+++ EXERCISE INPUTS +++

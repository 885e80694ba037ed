//! Log destination selection and subscriber construction.

use super::level::Level;
use crate::closers::Closers;
use crate::error::LogError;
use crate::format::Format;
use crate::stream::Stream;
use std::fs::{self, OpenOptions};
use std::path::{Path, PathBuf};
use tracing::{Dispatch, debug};
use tracing_subscriber::filter::filter_fn;
use tracing_subscriber::fmt::{self, writer::BoxMakeWriter, writer::MakeWriterExt};
use tracing_subscriber::layer::SubscriberExt;
use tracing_subscriber::{Layer, Registry};

/// How the process was started.
#[derive(Debug, Clone, Copy, PartialEq, Eq, Default)]
pub enum RuntimeMode {
    /// A person at a terminal. Logs default to the application's log file.
    #[default]
    Interactive,
    /// Scripts and test harnesses. Logs default to stderr.
    Noninteractive,
}

/// Where log records are written.
#[derive(Debug, Clone, PartialEq, Eq)]
pub enum LogDestination {
    Stderr,
    Stdout,
    File(PathBuf),
    /// File plus a mirror on stderr, used with `--debug`.
    FileAndStderr(PathBuf),
}

impl LogDestination {
    pub fn file(&self) -> Option<&Path> {
        match self {
            LogDestination::File(path) | LogDestination::FileAndStderr(path) => Some(path),
            LogDestination::Stderr | LogDestination::Stdout => None,
        }
    }
}

/// Inputs to [`LogRouter::route`], taken from the resolved global options.
#[derive(Debug, Clone, Copy)]
pub struct LogRequest<'a> {
    /// Value of `--log`; `None` when no source set it.
    pub path: Option<&'a str>,
    pub mode: RuntimeMode,
    pub debug: bool,
    pub level: Level,
    pub format: Format,
    pub color: bool,
}

/// An installed-ready logger: where it writes and the dispatcher to run under.
#[derive(Clone)]
pub struct LogSink {
    destination: LogDestination,
    level: Level,
    format: Format,
    dispatch: Dispatch,
}

impl LogSink {
    pub fn destination(&self) -> &LogDestination {
        &self.destination
    }

    pub fn level(&self) -> Level {
        self.level
    }

    pub fn format(&self) -> Format {
        self.format
    }

    pub fn dispatch(&self) -> &Dispatch {
        &self.dispatch
    }

    pub fn log_file(&self) -> Option<&Path> {
        self.destination.file()
    }
}

/// Builds the logger for one lifecycle.
pub struct LogRouter<'a> {
    stdout: &'a Stream,
    stderr: &'a Stream,
    closers: &'a Closers,
}

impl<'a> LogRouter<'a> {
    pub fn new(stdout: &'a Stream, stderr: &'a Stream, closers: &'a Closers) -> Self {
        Self {
            stdout,
            stderr,
            closers,
        }
    }

    /// Pick the destination, open it, and build a dispatcher that encodes
    /// records as JSON or text and drops those below the threshold.
    ///
    /// `default_path` is consulted only for interactive runs that did not
    /// name a destination. A log file is opened truncated and its closer is
    /// registered before this returns.
    pub fn route(
        &self,
        request: LogRequest<'_>,
        default_path: impl FnOnce() -> Result<PathBuf, LogError>,
    ) -> Result<LogSink, LogError> {
        let destination = match request.path.map(str::trim) {
            Some("stdout") => LogDestination::Stdout,
            Some("stderr") | Some("") => LogDestination::Stderr,
            Some(path) => file_destination(PathBuf::from(path), request.debug),
            None => match request.mode {
                RuntimeMode::Noninteractive => LogDestination::Stderr,
                RuntimeMode::Interactive => file_destination(default_path()?, request.debug),
            },
        };

        let (writer, ansi) = match &destination {
            LogDestination::Stderr => (
                maker(self.stderr.clone()),
                request.color && self.stderr.is_process_stream(),
            ),
            LogDestination::Stdout => (
                maker(self.stdout.clone()),
                request.color && self.stdout.is_process_stream(),
            ),
            LogDestination::File(path) => (maker(self.open(path)?), false),
            LogDestination::FileAndStderr(path) => {
                let file = self.open(path)?;
                let stderr = self.stderr.clone();
                let tee = (move || file.clone()).and(move || stderr.clone());
                (BoxMakeWriter::new(tee), false)
            }
        };

        let level = request.level;
        let filter = filter_fn(move |meta| level.enables(meta));
        let layer: Box<dyn Layer<Registry> + Send + Sync> = match request.format {
            Format::Json => fmt::layer()
                .json()
                .with_writer(writer)
                .with_filter(filter)
                .boxed(),
            Format::Human => fmt::layer()
                .with_ansi(ansi)
                .with_writer(writer)
                .with_filter(filter)
                .boxed(),
        };
        let dispatch = Dispatch::new(Registry::default().with(layer));

        Ok(LogSink {
            destination,
            level,
            format: request.format,
            dispatch,
        })
    }

    fn open(&self, path: &Path) -> Result<Stream, LogError> {
        if let Some(parent) = path.parent().filter(|p| !p.as_os_str().is_empty()) {
            fs::create_dir_all(parent).map_err(|source| LogError::DirCreate {
                path: parent.to_path_buf(),
                source,
            })?;
        }
        let file = OpenOptions::new()
            .write(true)
            .create(true)
            .truncate(true)
            .open(path)
            .map_err(|source| LogError::Open {
                path: path.to_path_buf(),
                source,
            })?;
        debug!(path = %path.display(), "opened log file");

        let stream = Stream::new(file);
        let closer = stream.clone();
        self.closers
            .register(format!("log file {}", path.display()), move || closer.close());
        Ok(stream)
    }
}

fn file_destination(path: PathBuf, debug: bool) -> LogDestination {
    if debug {
        LogDestination::FileAndStderr(path)
    } else {
        LogDestination::File(path)
    }
}

fn maker(stream: Stream) -> BoxMakeWriter {
    BoxMakeWriter::new(move || stream.clone())
}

+++

WHAT YOU NEED TO DO - Once you have read the records above, write them out again exactly.

EXPECTED ANSWER -
repository 885e80694ba037ed
//! Log destination selection and subscriber construction.

use super::level::Level;
use crate::closers::Closers;
use crate::error::LogError;
use crate::format::Format;
use crate::stream::Stream;
use std::fs::{self, OpenOptions};
use std::path::{Path, PathBuf};
use tracing::{Dispatch, debug};
use tracing_subscriber::filter::filter_fn;
use tracing_subscriber::fmt::{self, writer::BoxMakeWriter, writer::MakeWriterExt};
use tracing_subscriber::layer::SubscriberExt;
use tracing_subscriber::{Layer, Registry};

/// How the process was started.
#[derive(Debug, Clone, Copy, PartialEq, Eq, Default)]
pub enum RuntimeMode {
    /// A person at a terminal. Logs default to the application's log file.
    #[default]
    Interactive,
    /// Scripts and test harnesses. Logs default to stderr.
    Noninteractive,
}

/// Where log records are written.
#[derive(Debug, Clone, PartialEq, Eq)]
pub enum LogDestination {
    Stderr,
    Stdout,
    File(PathBuf),
    /// File plus a mirror on stderr, used with `--debug`.
    FileAndStderr(PathBuf),
}

impl LogDestination {
    pub fn file(&self) -> Option<&Path> {
        match self {
            LogDestination::File(path) | LogDestination::FileAndStderr(path) => Some(path),
            LogDestination::Stderr | LogDestination::Stdout => None,
        }
    }
}

/// Inputs to [`LogRouter::route`], taken from the resolved global options.
#[derive(Debug, Clone, Copy)]
pub struct LogRequest<'a> {
    /// Value of `--log`; `None` when no source set it.
    pub path: Option<&'a str>,
    pub mode: RuntimeMode,
    pub debug: bool,
    pub level: Level,
    pub format: Format,
    pub color: bool,
}

/// An installed-ready logger: where it writes and the dispatcher to run under.
#[derive(Clone)]
pub struct LogSink {
    destination: LogDestination,
    level: Level,
    format: Format,
    dispatch: Dispatch,
}

impl LogSink {
    pub fn destination(&self) -> &LogDestination {
        &self.destination
    }

    pub fn level(&self) -> Level {
        self.level
    }

    pub fn format(&self) -> Format {
        self.format
    }

    pub fn dispatch(&self) -> &Dispatch {
        &self.dispatch
    }

    pub fn log_file(&self) -> Option<&Path> {
        self.destination.file()
    }
}

/// Builds the logger for one lifecycle.
pub struct LogRouter<'a> {
    stdout: &'a Stream,
    stderr: &'a Stream,
    closers: &'a Closers,
}

impl<'a> LogRouter<'a> {
    pub fn new(stdout: &'a Stream, stderr: &'a Stream, closers: &'a Closers) -> Self {
        Self {
            stdout,
            stderr,
            closers,
        }
    }

    /// Pick the destination, open it, and build a dispatcher that encodes
    /// records as JSON or text and drops those below the threshold.
    ///
    /// `default_path` is consulted only for interactive runs that did not
    /// name a destination. A log file is opened truncated and its closer is
    /// registered before this returns.
    pub fn route(
        &self,
        request: LogRequest<'_>,
        default_path: impl FnOnce() -> Result<PathBuf, LogError>,
    ) -> Result<LogSink, LogError> {
        let destination = match request.path.map(str::trim) {
            Some("stdout") => LogDestination::Stdout,
            Some("stderr") | Some("") => LogDestination::Stderr,
            Some(path) => file_destination(PathBuf::from(path), request.debug),
            None => match request.mode {
                RuntimeMode::Noninteractive => LogDestination::Stderr,
                RuntimeMode::Interactive => file_destination(default_path()?, request.debug),
            },
        };

        let (writer, ansi) = match &destination {
            LogDestination::Stderr => (
                maker(self.stderr.clone()),
                request.color && self.stderr.is_process_stream(),
            ),
            LogDestination::Stdout => (
                maker(self.stdout.clone()),
                request.color && self.stdout.is_process_stream(),
            ),
            LogDestination::File(path) => (maker(self.open(path)?), false),
            LogDestination::FileAndStderr(path) => {
                let file = self.open(path)?;
                let stderr = self.stderr.clone();
                let tee = (move || file.clone()).and(move || stderr.clone());
                (BoxMakeWriter::new(tee), false)
            }
        };

        let level = request.level;
        let filter = filter_fn(move |meta| level.enables(meta));
        let layer: Box<dyn Layer<Registry> + Send + Sync> = match request.format {
            Format::Json => fmt::layer()
                .json()
                .with_writer(writer)
                .with_filter(filter)
                .boxed(),
            Format::Human => fmt::layer()
                .with_ansi(ansi)
                .with_writer(writer)
                .with_filter(filter)
                .boxed(),
        };
        let dispatch = Dispatch::new(Registry::default().with(layer));

        Ok(LogSink {
            destination,
            level,
            format: request.format,
            dispatch,
        })
    }

    fn open(&self, path: &Path) -> Result<Stream, LogError> {
        if let Some(parent) = path.parent().filter(|p| !p.as_os_str().is_empty()) {
            fs::create_dir_all(parent).map_err(|source| LogError::DirCreate {
                path: parent.to_path_buf(),
                source,
            })?;
        }
        let file = OpenOptions::new()
            .write(true)
            .create(true)
            .truncate(true)
            .open(path)
            .map_err(|source| LogError::Open {
                path: path.to_path_buf(),
                source,
            })?;
        debug!(path = %path.display(), "opened log file");

        let stream = Stream::new(file);
        let closer = stream.clone();
        self.closers
            .register(format!("log file {}", path.display()), move || closer.close());
        Ok(stream)
    }
}

fn file_destination(path: PathBuf, debug: bool) -> LogDestination {
    if debug {
        LogDestination::FileAndStderr(path)
    } else {
        LogDestination::File(path)
    }
}

fn maker(stream: Stream) -> BoxMakeWriter {
    BoxMakeWriter::new(move || stream.clone())
}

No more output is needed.